Military courts convicted some SSF agents of human rights abuses. The United Nations reported that the government convicted at least 77 FARDC soldiers and 28 PNC officers for crimes constituting human rights violations from January to June. On July 6, a military court in Mbuji Mayi, East Kasai Province, convicted eight FARDC soldiers for their roles in a December 2016 massacre of civilians in Mwanza Lomba in the province. The soldiers received sentences ranging from 12 months to life in prison. Video footage of the massacre circulated in February and showed FARDC executing civilians, including women and children. In May military prosecutors arrested and started legal proceedings against four police officers accused taking a bribe to facilitate the escape of an individual suspected of involvement in the March 12 killings of UN experts Michael Sharp and Zaida Catalan. The four police officers were charged, and the trial continued at year’s end. A fifth police officer implicated in the case remained at large.

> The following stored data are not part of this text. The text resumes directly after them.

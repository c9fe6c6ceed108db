//! Bridge-wide settings.
//!
//! Everything here has a sensible default; the device build overrides the
//! hostname with a chip-id suffix and loads persisted values from NVS at
//! boot.

use std::net::Ipv4Addr;
use std::time::Duration;

/// Default hostname prefix; the device appends its chip id.
pub const DEFAULT_HOSTNAME: &str = "sparkbridge";

/// Runtime configuration for the bridge.
#[derive(Debug, Clone, PartialEq, Eq)]
pub struct Settings {
    /// Hostname, also used as the access-point SSID.
    pub hostname: String,
    /// Access-point address; also the wildcard DNS answer.
    pub ap_ip: Ipv4Addr,
    /// Access-point subnet mask.
    pub ap_subnet: Ipv4Addr,
    /// How long one station connect attempt may take before the next
    /// candidate is tried.
    pub connection_timeout: Duration,
    /// Printer keep-alive cadence.
    pub keep_alive_interval: Duration,
    /// How long the access point stays up. `None` keeps it up forever.
    pub portal_timeout: Option<Duration>,
}

impl Default for Settings {
    fn default() -> Self {
        Self {
            hostname: DEFAULT_HOSTNAME.to_string(),
            ap_ip: Ipv4Addr::new(192, 168, 4, 1),
            ap_subnet: Ipv4Addr::new(255, 255, 255, 0),
            connection_timeout: Duration::from_secs(5),
            keep_alive_interval: Duration::from_secs(10),
            portal_timeout: None,
        }
    }
}
/// Drives the access point and the station connection chain.
pub struct NetworkBootstrap<R: RadioControl> {
    radio: R,
    store: CredentialStore,
    hostname: String,
    ap_ip: Ipv4Addr,
    ap_subnet: Ipv4Addr,
    connection_timeout: Duration,
    portal_timeout: Option<Duration>,
    state: BootstrapState,
    /// Candidates left in the current attempt cycle, radio order.
    candidates: Vec<(String, String)>,
    /// When the in-flight connect attempt gives up.
    deadline: Option<Instant>,
    /// Whether exhaustion of `candidates` falls back to a rescan. Set for
    /// direct attempts triggered by a credential add.
    fallback_rescan: bool,
    ap_active: bool,
    ap_raised_at: Option<Instant>,
    last_attempt: Option<Instant>,
}

impl<R: RadioControl> NetworkBootstrap<R> {
    pub fn new(radio: R, store: CredentialStore, settings: &Settings) -> Self {
        Self {
            radio,
            store,
            hostname: settings.hostname.clone(),
            ap_ip: settings.ap_ip,
            ap_subnet: settings.ap_subnet,
            connection_timeout: settings.connection_timeout,
            portal_timeout: settings.portal_timeout,
            state: BootstrapState::ApOnly,
            candidates: Vec::new(),
            deadline: None,
            fallback_rescan: false,
            ap_active: false,
            ap_raised_at: None,
            last_attempt: None,
        }
    }

    pub fn state(&self) -> BootstrapState {
        self.state
    }

    pub fn ap_active(&self) -> bool {
        self.ap_active
    }

    pub fn hostname(&self) -> &str {
        &self.hostname
    }

    pub fn ap_ip(&self) -> Ipv4Addr {
        self.ap_ip
    }

    pub fn store(&self) -> &CredentialStore {
        &self.store
    }

    pub fn current_ssid(&self) -> Option<String> {
        self.radio.current_ssid()
    }

    pub fn station_ip(&self) -> Option<Ipv4Addr> {
        self.radio.station_ip()
    }

    /// Scan for visible networks on behalf of the portal UI.
    pub fn scan_networks(&mut self) -> Result<Vec<ScanNetwork>, RadioError> {
        self.radio.scan()
    }

    /// Raise the access point and kick off the scan-connect chain.
    pub fn start(&mut self, now: Instant) {
        self.raise_ap(now);
        self.state = if self.store.is_empty() {
            BootstrapState::ApOnly
        } else {
            BootstrapState::ApPlusScanning
        };
    }

    fn raise_ap(&mut self, now: Instant) {
        match self
            .radio
            .start_ap(&self.hostname, self.ap_ip, self.ap_subnet)
        {
            Ok(()) => {
                info!("access point '{}' up at {}", self.hostname, self.ap_ip);
                self.ap_active = true;
                self.ap_raised_at = Some(now);
            }
            Err(e) => warn!("failed to raise access point: {}", e),
        }
    }

    /// Advance the state machine. Called from the main control loop.
    pub fn tick(&mut self, now: Instant) {
        self.tick_portal_timeout(now);
        match self.state {
            BootstrapState::ApPlusScanning => self.run_scan_chain(now),
            BootstrapState::Connecting => self.poll_connect(now),
            BootstrapState::Connected => {
                if !self.radio.is_connected() {
                    info!("station link lost, rescanning");
                    self.state = BootstrapState::ApPlusScanning;
                }
            }
            BootstrapState::ApOnly | BootstrapState::ApExpired => {
                self.tick_retry(now);
            }
        }
    }

    fn tick_portal_timeout(&mut self, now: Instant) {
        let Some(timeout) = self.portal_timeout else {
            return;
        };
        if !self.ap_active {
            return;
        }
        let Some(raised) = self.ap_raised_at else {
            return;
        };
        if now.duration_since(raised) < timeout {
            return;
        }
        info!("portal timeout reached, stopping access point");
        if let Err(e) = self.radio.stop_ap() {
            warn!("failed to stop access point: {}", e);
        }
        self.ap_active = false;
        if self.state == BootstrapState::ApOnly {
            self.state = BootstrapState::ApExpired;
        }
    }

    fn tick_retry(&mut self, now: Instant) {
        if self.store.is_empty() || self.radio.is_connected() {
            return;
        }
        let due = match self.last_attempt {
            Some(last) => now.duration_since(last) >= RETRY_INTERVAL,
            None => true,
        };
        if due {
            self.state = BootstrapState::ApPlusScanning;
        }
    }

    /// Scan, keep the known networks in whatever order the radio reported
    /// them, start the first candidate. No visible candidate leaves us in
    /// access-point mode until the next retry cycle.
    fn run_scan_chain(&mut self, now: Instant) {
        self.last_attempt = Some(now);
        let visible = match self.radio.scan() {
            Ok(networks) => networks,
            Err(e) => {
                warn!("scan failed: {}", e);
                self.state = BootstrapState::ApOnly;
                return;
            }
        };
        self.candidates = visible
            .iter()
            .filter_map(|network| {
                self.store
                    .secret_for(&network.ssid)
                    .map(|secret| (network.ssid.clone(), secret.to_string()))
            })
            .collect();
        debug!(
            "scan saw {} networks, {} known",
            visible.len(),
            self.candidates.len()
        );
        self.fallback_rescan = false;
        if !self.try_next_candidate(now) {
            self.state = BootstrapState::ApOnly;
        }
    }

    /// Start the next candidate attempt. Returns whether one was started.
    fn try_next_candidate(&mut self, now: Instant) -> bool {
        while !self.candidates.is_empty() {
            let (ssid, secret) = self.candidates.remove(0);
            info!("connecting to '{}'", ssid);
            match self.radio.begin_connect(&ssid, &secret) {
                Ok(()) => {
                    self.deadline = Some(now + self.connection_timeout);
                    self.state = BootstrapState::Connecting;
                    return true;
                }
                Err(e) => warn!("connect to '{}' failed to start: {}", ssid, e),
            }
        }
        false
    }

    fn poll_connect(&mut self, now: Instant) {
        if self.radio.is_connected() {
            match self.radio.station_ip() {
                Some(ip) => info!("station connected, address {}", ip),
                None => info!("station connected"),
            }
            self.state = BootstrapState::Connected;
            self.deadline = None;
            return;
        }
        let expired = self.deadline.is_some_and(|deadline| now >= deadline);
        if !expired {
            return;
        }
        debug!("connect attempt timed out");
        self.radio.disconnect();
        if self.try_next_candidate(now) {
            return;
        }
        self.deadline = None;
        if self.fallback_rescan {
            self.fallback_rescan = false;
            self.state = BootstrapState::ApPlusScanning;
        } else {
            self.state = BootstrapState::ApOnly;
            self.last_attempt = Some(now);
        }
    }

    /// Store a credential and try it immediately. Falls back to the full
    /// rescan chain when the direct attempt fails.
    pub fn add_credential(
        &mut self,
        ssid: &str,
        secret: &str,
        now: Instant,
    ) -> Result<(), crate::portal::credentials::CredentialError> {
        self.store.add(ssid, secret)?;
        if self.radio.current_ssid().as_deref() == Some(ssid) && self.radio.is_connected() {
            // Already on that network; nothing to do.
            return Ok(());
        }
        self.radio.disconnect();
        self.candidates = vec![(ssid.to_string(), secret.to_string())];
        self.fallback_rescan = true;
        self.last_attempt = Some(now);
        if !self.try_next_candidate(now) {
            self.state = BootstrapState::ApPlusScanning;
        }
        Ok(())
    }

    /// Forget a credential. Dropping the network we are on triggers a
    /// rescan for the remaining candidates.
    pub fn remove_credential(&mut self, ssid: &str, now: Instant) -> bool {
        if !self.store.remove(ssid) {
            return false;
        }
        if self.radio.current_ssid().as_deref() == Some(ssid) {
            info!("dropping current network '{}'", ssid);
            self.radio.disconnect();
            self.last_attempt = Some(now);
            self.state = if self.store.is_empty() {
                BootstrapState::ApOnly
            } else {
                BootstrapState::ApPlusScanning
            };
        }
        true
    }

    /// Rename the device. The access point restarts under the new name and
    /// its timeout starts over, re-raising it if it had expired.
    pub fn set_hostname(&mut self, hostname: &str, now: Instant) {
        self.hostname = hostname.to_string();
        if self.ap_active {
            if let Err(e) = self.radio.stop_ap() {
                warn!("failed to stop access point: {}", e);
            }
        }
        self.raise_ap(now);
        if self.state == BootstrapState::ApExpired {
            self.state = BootstrapState::ApOnly;
        }
    }
}
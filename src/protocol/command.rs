//! Outbound command vocabulary and its guard rules.
//!
//! All commands are fixed literal strings, newline-terminated on the wire.
//! Whether a command may be sent depends on the printer's current status;
//! the guard predicates live here so the rules are testable without a
//! session. A command rejected by a guard is silently dropped - the link is
//! fire-and-forget by design and callers get no error channel.

use crate::status::PrinterStatus;

/// Largest relative Z move accepted, in printer units either direction.
pub const MAX_Z_MOVE: i16 = 50;

/// One outbound printer command.
#[derive(Debug, Clone, PartialEq, Eq)]
pub enum Command {
    /// Handshake acknowledgement; doubles as the keep-alive probe.
    Handshake,
    /// Request the file listing.
    ListFiles,
    /// Select a file by its catalog id.
    SelectFile(u16),
    /// Start printing the selected file.
    StartPrint,
    /// Stop the running print.
    StopPrint,
    /// Pause the running print.
    PausePrint,
    /// Resume a paused print.
    ResumePrint,
    /// Emergency stop.
    EmergencyStop,
    /// Relative Z move.
    MoveZ(i16),
    /// Home the Z axis.
    Home,
    /// Raw passthrough for diagnostics; sent verbatim.
    Raw(String),
}

impl Command {
    /// Wire encoding, including the line terminator.
    pub fn encode(&self) -> String {
        match self {
            Self::Handshake => "PWD-OK\n".to_string(),
            Self::ListFiles => "scan-file\n".to_string(),
            Self::SelectFile(id) => format!("file-{}\n", id),
            Self::StartPrint => "Start Printing;\n".to_string(),
            Self::StopPrint => "Stop Printing;\n".to_string(),
            Self::PausePrint => "Pause Printing;\n".to_string(),
            Self::ResumePrint => "Keep Printing;\n".to_string(),
            Self::EmergencyStop => "Emergency;\n".to_string(),
            Self::MoveZ(delta) => format!("G1 Z{};\n", delta),
            Self::Home => "G28 Z0;\n".to_string(),
            Self::Raw(cmd) => format!("{}\n", cmd),
        }
    }

    /// Whether the command's parameters are acceptable at all.
    ///
    /// Only `MoveZ` carries a parameter worth checking: zero deltas are
    /// pointless and large ones risk crashing the build plate.
    pub fn well_formed(&self) -> bool {
        match self {
            Self::MoveZ(delta) => *delta != 0 && delta.abs() <= MAX_Z_MOVE,
            _ => true,
        }
    }

    /// Whether the command may be sent while the printer reports `status`.
    pub fn allowed_from(&self, status: PrinterStatus) -> bool {
        use PrinterStatus::*;
        match self {
            // Session plumbing and diagnostics are not status-gated.
            Self::Handshake | Self::ListFiles | Self::SelectFile(_) | Self::Raw(_) => true,
            // The emergency stop must always get through.
            Self::EmergencyStop => true,
            Self::StartPrint => matches!(status, Standby | Finished),
            Self::StopPrint => matches!(status, Printing | Paused),
            Self::PausePrint => matches!(status, Printing),
            Self::ResumePrint => matches!(status, Paused),
            Self::MoveZ(_) | Self::Home => matches!(status, Standby | Finished | Paused),
        }
    }
}

#[cfg(test)]
mod tests {
    use super::*;
    use PrinterStatus::*;

    // ==================== Encoding Tests ====================

    #[test]
    fn test_encodings() {
        assert_eq!(Command::Handshake.encode(), "PWD-OK\n");
        assert_eq!(Command::ListFiles.encode(), "scan-file\n");
        assert_eq!(Command::SelectFile(12).encode(), "file-12\n");
        assert_eq!(Command::StartPrint.encode(), "Start Printing;\n");
        assert_eq!(Command::StopPrint.encode(), "Stop Printing;\n");
        assert_eq!(Command::PausePrint.encode(), "Pause Printing;\n");
        assert_eq!(Command::ResumePrint.encode(), "Keep Printing;\n");
        assert_eq!(Command::EmergencyStop.encode(), "Emergency;\n");
        assert_eq!(Command::Home.encode(), "G28 Z0;\n");
    }

    #[test]
    fn test_move_encoding_keeps_sign() {
        assert_eq!(Command::MoveZ(40).encode(), "G1 Z40;\n");
        assert_eq!(Command::MoveZ(-5).encode(), "G1 Z-5;\n");
    }

    #[test]
    fn test_raw_passthrough() {
        assert_eq!(Command::Raw("G28 Z0;".to_string()).encode(), "G28 Z0;\n");
    }

    // ==================== Well-formedness Tests ====================

    #[test]
    fn test_move_bounds() {
        assert!(!Command::MoveZ(0).well_formed());
        assert!(Command::MoveZ(1).well_formed());
        assert!(Command::MoveZ(50).well_formed());
        assert!(!Command::MoveZ(51).well_formed());
        assert!(Command::MoveZ(-50).well_formed());
        assert!(!Command::MoveZ(-51).well_formed());
    }

    #[test]
    fn test_other_commands_always_well_formed() {
        assert!(Command::Handshake.well_formed());
        assert!(Command::StartPrint.well_formed());
        assert!(Command::Raw(String::new()).well_formed());
    }

    // ==================== Guard Tests ====================

    #[test]
    fn test_start_print_guard() {
        assert!(Command::StartPrint.allowed_from(Standby));
        assert!(Command::StartPrint.allowed_from(Finished));
        assert!(!Command::StartPrint.allowed_from(Paused));
        assert!(!Command::StartPrint.allowed_from(Printing));
        assert!(!Command::StartPrint.allowed_from(Disconnected));
    }

    #[test]
    fn test_pause_resume_guards() {
        assert!(Command::PausePrint.allowed_from(Printing));
        assert!(!Command::PausePrint.allowed_from(Paused));
        assert!(Command::ResumePrint.allowed_from(Paused));
        assert!(!Command::ResumePrint.allowed_from(Printing));
    }

    #[test]
    fn test_stop_guard() {
        assert!(Command::StopPrint.allowed_from(Printing));
        assert!(Command::StopPrint.allowed_from(Paused));
        assert!(!Command::StopPrint.allowed_from(Standby));
    }

    #[test]
    fn test_move_and_home_guards() {
        for status in [Standby, Finished, Paused] {
            assert!(Command::MoveZ(10).allowed_from(status));
            assert!(Command::Home.allowed_from(status));
        }
        for status in [Printing, Disconnected, Stopping, NoCard, Updating] {
            assert!(!Command::MoveZ(10).allowed_from(status));
            assert!(!Command::Home.allowed_from(status));
        }
    }

    #[test]
    fn test_emergency_always_allowed() {
        for status in [Disconnected, Printing, Updating, NoCard] {
            assert!(Command::EmergencyStop.allowed_from(status));
        }
    }
}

ARREST PROCEDURES AND TREATMENT OF DETAINEES

By law arrests for offenses punishable by more than six months’ imprisonment require warrants. Detainees must appear before a magistrate within 48 hours. Authorities must inform those arrested of their rights and the reason(s) for their arrest, and they may not arrest a family member in lieu of the suspected individual. Authorities must allow arrested individuals to contact their families and consult with attorneys. Security officials, however, routinely violated all of these requirements.

While the law provides for a bail system, it generally did not function. Detainees who were unable to pay were rarely able to access legal counsel. Authorities often held suspects incommunicado, including in facilities run by the ANR, military intelligence, and the RG, and refused to acknowledge these detentions.

Prison officials often held individuals longer than their sentences due to disorganization, inadequate records, judicial inefficiency, or corruption. Prisoners unable to pay their fines remained indefinitely in prison (see section 1.e.).

In 2014 the PNC issued a decree reforming arrest and detention procedures. The decree requires the PNC to verify facts before arresting individuals, separate men from women, and ensure the detention centers are sanitary. Authorities did not consistently implement the decree.

Arbitrary Arrest: Security personnel arrested and detained numerous perceived opponents and critics of the government, occasionally under the pretext of state security, and often denied them due process, such as access to an attorney (see sections 1.a., 2.a., and 5). Throughout the year security forces regularly held protestors and civil society activists incommunicado and without charge for extended periods. For example, on June 15, state agents arrested opposition Union for Democracy and Social Progress (UDPS) Youth League president David Mukeba in Kisangani for raising concerns about the country’s voter registration process. The ANR allegedly held Mukeba incommunicado until August 31, when he was released.

On July 31, the SSF arbitrarily arrested at least 131 civil society activists and civilians following nationwide protests. While most were released within two days, five individuals who attempted to deliver a letter to the local CENI office in Lubumbashi were prosecuted. In August a court convicted four of the activists for disturbing the peace and sentenced them to eight months in prison. In November a court convicted the fifth activist, Timothee Mbuya, of provocation and incitation of disobedience and sentenced him to 12 months in prison. The United Nations reported that the SSF arbitrarily arrested 32 persons in Lubumbashi on October 22 in connection with the visit of opposition politician Felix Tshisekedi and released them on October 24.

The SSF arrested as many as 74 persons across the country for planning or participating in November 15 protests. Among those arrested and later released was Binja Yalala, a 15-year-old girl on the island of Idjwi in Lake Kivu. According to MONUSCO, the SSF arbitrarily arrested 213 persons during protests on November 30. Most of those arrested were subsequently released.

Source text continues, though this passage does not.